The task
Each of the records below must be reproduced exactly.

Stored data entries
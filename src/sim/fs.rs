//! Simulated filesystem
//!
//! A tree of files and directories keyed by normalized absolute paths.
//! All lookups are misses (`None`) rather than errors; the shell layer
//! turns misses into the familiar "No such file or directory" text.

use serde::{Deserialize, Serialize};
use std::collections::BTreeMap;

/// A single filesystem entry.
///
/// Children are kept in a `BTreeMap` so listings iterate in a stable
/// order — replaying the same commands must print the same bytes.
#[derive(Debug, Clone, Serialize, Deserialize)]
pub enum FsNode {
    File {
        size: u64,
        mode: u32,
        content: String,
    },
    Dir {
        mode: u32,
        children: BTreeMap<String, FsNode>,
    },
}

impl FsNode {
    /// A regular file whose size is its content length.
    pub fn file(content: &str) -> Self {
        FsNode::File {
            size: content.len() as u64,
            mode: 0o644,
            content: content.to_string(),
        }
    }

    /// A file with a declared size independent of its content, for
    /// simulating multi-gigabyte logs without storing them.
    pub fn file_sized(content: &str, size: u64) -> Self {
        FsNode::File {
            size,
            mode: 0o644,
            content: content.to_string(),
        }
    }

    /// An empty directory.
    pub fn dir() -> Self {
        FsNode::Dir {
            mode: 0o755,
            children: BTreeMap::new(),
        }
    }

    pub fn is_dir(&self) -> bool {
        matches!(self, FsNode::Dir { .. })
    }

    pub fn size(&self) -> u64 {
        match self {
            FsNode::File { size, .. } => *size,
            // Directories report the sum of their entries, like `du`.
            FsNode::Dir { children, .. } => children.values().map(FsNode::size).sum(),
        }
    }

    pub fn mode(&self) -> u32 {
        match self {
            FsNode::File { mode, .. } | FsNode::Dir { mode, .. } => *mode,
        }
    }

    pub fn set_mode(&mut self, new_mode: u32) {
        match self {
            FsNode::File { mode, .. } | FsNode::Dir { mode, .. } => *mode = new_mode,
        }
    }

    /// Render the mode like `ls -l`: `drwxr-xr-x`, `-rw-r--r--`.
    pub fn mode_string(&self) -> String {
        let kind = if self.is_dir() { 'd' } else { '-' };
        let mut out = String::with_capacity(10);
        out.push(kind);
        let mode = self.mode();
        for shift in [6u32, 3, 0] {
            let bits = (mode >> shift) & 0o7;
            out.push(if bits & 0o4 != 0 { 'r' } else { '-' });
            out.push(if bits & 0o2 != 0 { 'w' } else { '-' });
            out.push(if bits & 0o1 != 0 { 'x' } else { '-' });
        }
        out
    }
}

/// Normalize a path to absolute form with no trailing slash: `/var/log`.
/// The root itself normalizes to `/`.
pub fn normalize(path: &str) -> String {
    let parts = components(path);
    if parts.is_empty() {
        "/".to_string()
    } else {
        format!("/{}", parts.join("/"))
    }
}

/// Split a path into its non-empty components.
pub fn components(path: &str) -> Vec<&str> {
    path.split('/').filter(|p| !p.is_empty()).collect()
}

/// The simulated filesystem tree. The root is always a directory.
#[derive(Debug, Clone, Serialize, Deserialize)]
pub struct FsTree {
    root: FsNode,
}

impl Default for FsTree {
    fn default() -> Self {
        Self::new()
    }
}

impl FsTree {
    pub fn new() -> Self {
        Self { root: FsNode::dir() }
    }

    /// Look up the node at `path`, if any.
    pub fn node_at(&self, path: &str) -> Option<&FsNode> {
        let mut node = &self.root;
        for part in components(path) {
            match node {
                FsNode::Dir { children, .. } => node = children.get(part)?,
                FsNode::File { .. } => return None,
            }
        }
        Some(node)
    }

    fn node_at_mut(&mut self, path: &str) -> Option<&mut FsNode> {
        let mut node = &mut self.root;
        for part in components(path) {
            match node {
                FsNode::Dir { children, .. } => node = children.get_mut(part)?,
                FsNode::File { .. } => return None,
            }
        }
        Some(node)
    }

    /// Read a file's content. `None` for missing paths and directories.
    pub fn read_file(&self, path: &str) -> Option<&str> {
        match self.node_at(path)? {
            FsNode::File { content, .. } => Some(content),
            FsNode::Dir { .. } => None,
        }
    }

    /// List a directory's entries in stable (sorted) order.
    pub fn list_dir(&self, path: &str) -> Option<Vec<(&String, &FsNode)>> {
        match self.node_at(path)? {
            FsNode::Dir { children, .. } => Some(children.iter().collect()),
            FsNode::File { .. } => None,
        }
    }

    /// Insert `node` at `path`. The parent must already exist and be a
    /// directory; an existing entry at `path` is replaced.
    pub fn insert(&mut self, path: &str, node: FsNode) -> bool {
        let parts = components(path);
        let Some((name, parent)) = parts.split_last() else {
            return false; // cannot replace the root
        };
        let parent_path = format!("/{}", parent.join("/"));
        match self.node_at_mut(&parent_path) {
            Some(FsNode::Dir { children, .. }) => {
                children.insert(name.to_string(), node);
                true
            }
            _ => false,
        }
    }

    /// Create an empty directory at `path`. Fails if the entry already
    /// exists or the parent is missing, mirroring `mkdir` without `-p`.
    pub fn mkdir(&mut self, path: &str) -> bool {
        if self.node_at(path).is_some() {
            return false;
        }
        self.insert(path, FsNode::dir())
    }

    /// Remove the entry at `path`, returning it.
    pub fn remove(&mut self, path: &str) -> Option<FsNode> {
        let parts = components(path);
        let (name, parent) = parts.split_last()?;
        let parent_path = format!("/{}", parent.join("/"));
        match self.node_at_mut(&parent_path)? {
            FsNode::Dir { children, .. } => children.remove(*name),
            FsNode::File { .. } => None,
        }
    }

    /// Move an entry. The destination parent must be an existing directory.
    pub fn rename(&mut self, from: &str, to: &str) -> bool {
        if self.node_at(from).is_none() {
            return false;
        }
        // Validate the destination before detaching the source.
        let to_parts = components(to);
        let Some((_, to_parent)) = to_parts.split_last() else {
            return false;
        };
        let to_parent_path = format!("/{}", to_parent.join("/"));
        if !self.node_at(&to_parent_path).map(FsNode::is_dir).unwrap_or(false) {
            return false;
        }
        match self.remove(from) {
            Some(node) => self.insert(to, node),
            None => false,
        }
    }

    /// Copy an entry (deep — directories bring their children).
    pub fn copy(&mut self, from: &str, to: &str) -> bool {
        match self.node_at(from).cloned() {
            Some(node) => self.insert(to, node),
            None => false,
        }
    }

    /// Change mode bits at `path`.
    pub fn set_mode(&mut self, path: &str, mode: u32) -> bool {
        match self.node_at_mut(path) {
            Some(node) => {
                node.set_mode(mode);
                true
            }
            None => false,
        }
    }

    /// Depth-first search under `start` for names containing `pattern`
    /// (case-insensitive). Returns full paths in traversal order.
    pub fn find_names(&self, start: &str, pattern: &str) -> Option<Vec<String>> {
        let node = self.node_at(start)?;
        if !node.is_dir() {
            return None;
        }
        let mut found = Vec::new();
        let pattern = pattern.to_lowercase();
        let prefix = normalize(start);
        let prefix = if prefix == "/" { String::new() } else { prefix };
        search(node, &prefix, &pattern, &mut found);
        Some(found)
    }
}

fn search(node: &FsNode, prefix: &str, pattern: &str, found: &mut Vec<String>) {
    if let FsNode::Dir { children, .. } = node {
        for (name, child) in children {
            let full = format!("{}/{}", prefix, name);
            if name.to_lowercase().contains(pattern) {
                found.push(full.clone());
            }
            search(child, &full, pattern, found);
        }
    }
}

Answer to the problem
filename src/sim/fs.rs
//! Simulated filesystem
//!
//! A tree of files and directories keyed by normalized absolute paths.
//! All lookups are misses (`None`) rather than errors; the shell layer
//! turns misses into the familiar "No such file or directory" text.

use serde::{Deserialize, Serialize};
use std::collections::BTreeMap;

/// A single filesystem entry.
///
/// Children are kept in a `BTreeMap` so listings iterate in a stable
/// order — replaying the same commands must print the same bytes.
#[derive(Debug, Clone, Serialize, Deserialize)]
pub enum FsNode {
    File {
        size: u64,
        mode: u32,
        content: String,
    },
    Dir {
        mode: u32,
        children: BTreeMap<String, FsNode>,
    },
}

impl FsNode {
    /// A regular file whose size is its content length.
    pub fn file(content: &str) -> Self {
        FsNode::File {
            size: content.len() as u64,
            mode: 0o644,
            content: content.to_string(),
        }
    }

    /// A file with a declared size independent of its content, for
    /// simulating multi-gigabyte logs without storing them.
    pub fn file_sized(content: &str, size: u64) -> Self {
        FsNode::File {
            size,
            mode: 0o644,
            content: content.to_string(),
        }
    }

    /// An empty directory.
    pub fn dir() -> Self {
        FsNode::Dir {
            mode: 0o755,
            children: BTreeMap::new(),
        }
    }

    pub fn is_dir(&self) -> bool {
        matches!(self, FsNode::Dir { .. })
    }

    pub fn size(&self) -> u64 {
        match self {
            FsNode::File { size, .. } => *size,
            // Directories report the sum of their entries, like `du`.
            FsNode::Dir { children, .. } => children.values().map(FsNode::size).sum(),
        }
    }

    pub fn mode(&self) -> u32 {
        match self {
            FsNode::File { mode, .. } | FsNode::Dir { mode, .. } => *mode,
        }
    }

    pub fn set_mode(&mut self, new_mode: u32) {
        match self {
            FsNode::File { mode, .. } | FsNode::Dir { mode, .. } => *mode = new_mode,
        }
    }

    /// Render the mode like `ls -l`: `drwxr-xr-x`, `-rw-r--r--`.
    pub fn mode_string(&self) -> String {
        let kind = if self.is_dir() { 'd' } else { '-' };
        let mut out = String::with_capacity(10);
        out.push(kind);
        let mode = self.mode();
        for shift in [6u32, 3, 0] {
            let bits = (mode >> shift) & 0o7;
            out.push(if bits & 0o4 != 0 { 'r' } else { '-' });
            out.push(if bits & 0o2 != 0 { 'w' } else { '-' });
            out.push(if bits & 0o1 != 0 { 'x' } else { '-' });
        }
        out
    }
}

/// Normalize a path to absolute form with no trailing slash: `/var/log`.
/// The root itself normalizes to `/`.
pub fn normalize(path: &str) -> String {
    let parts = components(path);
    if parts.is_empty() {
        "/".to_string()
    } else {
        format!("/{}", parts.join("/"))
    }
}

/// Split a path into its non-empty components.
pub fn components(path: &str) -> Vec<&str> {
    path.split('/').filter(|p| !p.is_empty()).collect()
}

/// The simulated filesystem tree. The root is always a directory.
#[derive(Debug, Clone, Serialize, Deserialize)]
pub struct FsTree {
    root: FsNode,
}

impl Default for FsTree {
    fn default() -> Self {
        Self::new()
    }
}

impl FsTree {
    pub fn new() -> Self {
        Self { root: FsNode::dir() }
    }

    /// Look up the node at `path`, if any.
    pub fn node_at(&self, path: &str) -> Option<&FsNode> {
        let mut node = &self.root;
        for part in components(path) {
            match node {
                FsNode::Dir { children, .. } => node = children.get(part)?,
                FsNode::File { .. } => return None,
            }
        }
        Some(node)
    }

    fn node_at_mut(&mut self, path: &str) -> Option<&mut FsNode> {
        let mut node = &mut self.root;
        for part in components(path) {
            match node {
                FsNode::Dir { children, .. } => node = children.get_mut(part)?,
                FsNode::File { .. } => return None,
            }
        }
        Some(node)
    }

    /// Read a file's content. `None` for missing paths and directories.
    pub fn read_file(&self, path: &str) -> Option<&str> {
        match self.node_at(path)? {
            FsNode::File { content, .. } => Some(content),
            FsNode::Dir { .. } => None,
        }
    }

    /// List a directory's entries in stable (sorted) order.
    pub fn list_dir(&self, path: &str) -> Option<Vec<(&String, &FsNode)>> {
        match self.node_at(path)? {
            FsNode::Dir { children, .. } => Some(children.iter().collect()),
            FsNode::File { .. } => None,
        }
    }

    /// Insert `node` at `path`. The parent must already exist and be a
    /// directory; an existing entry at `path` is replaced.
    pub fn insert(&mut self, path: &str, node: FsNode) -> bool {
        let parts = components(path);
        let Some((name, parent)) = parts.split_last() else {
            return false; // cannot replace the root
        };
        let parent_path = format!("/{}", parent.join("/"));
        match self.node_at_mut(&parent_path) {
            Some(FsNode::Dir { children, .. }) => {
                children.insert(name.to_string(), node);
                true
            }
            _ => false,
        }
    }

    /// Create an empty directory at `path`. Fails if the entry already
    /// exists or the parent is missing, mirroring `mkdir` without `-p`.
    pub fn mkdir(&mut self, path: &str) -> bool {
        if self.node_at(path).is_some() {
            return false;
        }
        self.insert(path, FsNode::dir())
    }

    /// Remove the entry at `path`, returning it.
    pub fn remove(&mut self, path: &str) -> Option<FsNode> {
        let parts = components(path);
        let (name, parent) = parts.split_last()?;
        let parent_path = format!("/{}", parent.join("/"));
        match self.node_at_mut(&parent_path)? {
            FsNode::Dir { children, .. } => children.remove(*name),
            FsNode::File { .. } => None,
        }
    }

    /// Move an entry. The destination parent must be an existing directory.
    pub fn rename(&mut self, from: &str, to: &str) -> bool {
        if self.node_at(from).is_none() {
            return false;
        }
        // Validate the destination before detaching the source.
        let to_parts = components(to);
        let Some((_, to_parent)) = to_parts.split_last() else {
            return false;
        };
        let to_parent_path = format!("/{}", to_parent.join("/"));
        if !self.node_at(&to_parent_path).map(FsNode::is_dir).unwrap_or(false) {
            return false;
        }
        match self.remove(from) {
            Some(node) => self.insert(to, node),
            None => false,
        }
    }

    /// Copy an entry (deep — directories bring their children).
    pub fn copy(&mut self, from: &str, to: &str) -> bool {
        match self.node_at(from).cloned() {
            Some(node) => self.insert(to, node),
            None => false,
        }
    }

    /// Change mode bits at `path`.
    pub fn set_mode(&mut self, path: &str, mode: u32) -> bool {
        match self.node_at_mut(path) {
            Some(node) => {
                node.set_mode(mode);
                true
            }
            None => false,
        }
    }

    /// Depth-first search under `start` for names containing `pattern`
    /// (case-insensitive). Returns full paths in traversal order.
    pub fn find_names(&self, start: &str, pattern: &str) -> Option<Vec<String>> {
        let node = self.node_at(start)?;
        if !node.is_dir() {
            return None;
        }
        let mut found = Vec::new();
        let pattern = pattern.to_lowercase();
        let prefix = normalize(start);
        let prefix = if prefix == "/" { String::new() } else { prefix };
        search(node, &prefix, &pattern, &mut found);
        Some(found)
    }
}

fn search(node: &FsNode, prefix: &str, pattern: &str, found: &mut Vec<String>) {
    if let FsNode::Dir { children, .. } = node {
        for (name, child) in children {
            let full = format!("{}/{}", prefix, name);
            if name.to_lowercase().contains(pattern) {
                found.push(full.clone());
            }
            search(child, &full, pattern, found);
        }
    }
}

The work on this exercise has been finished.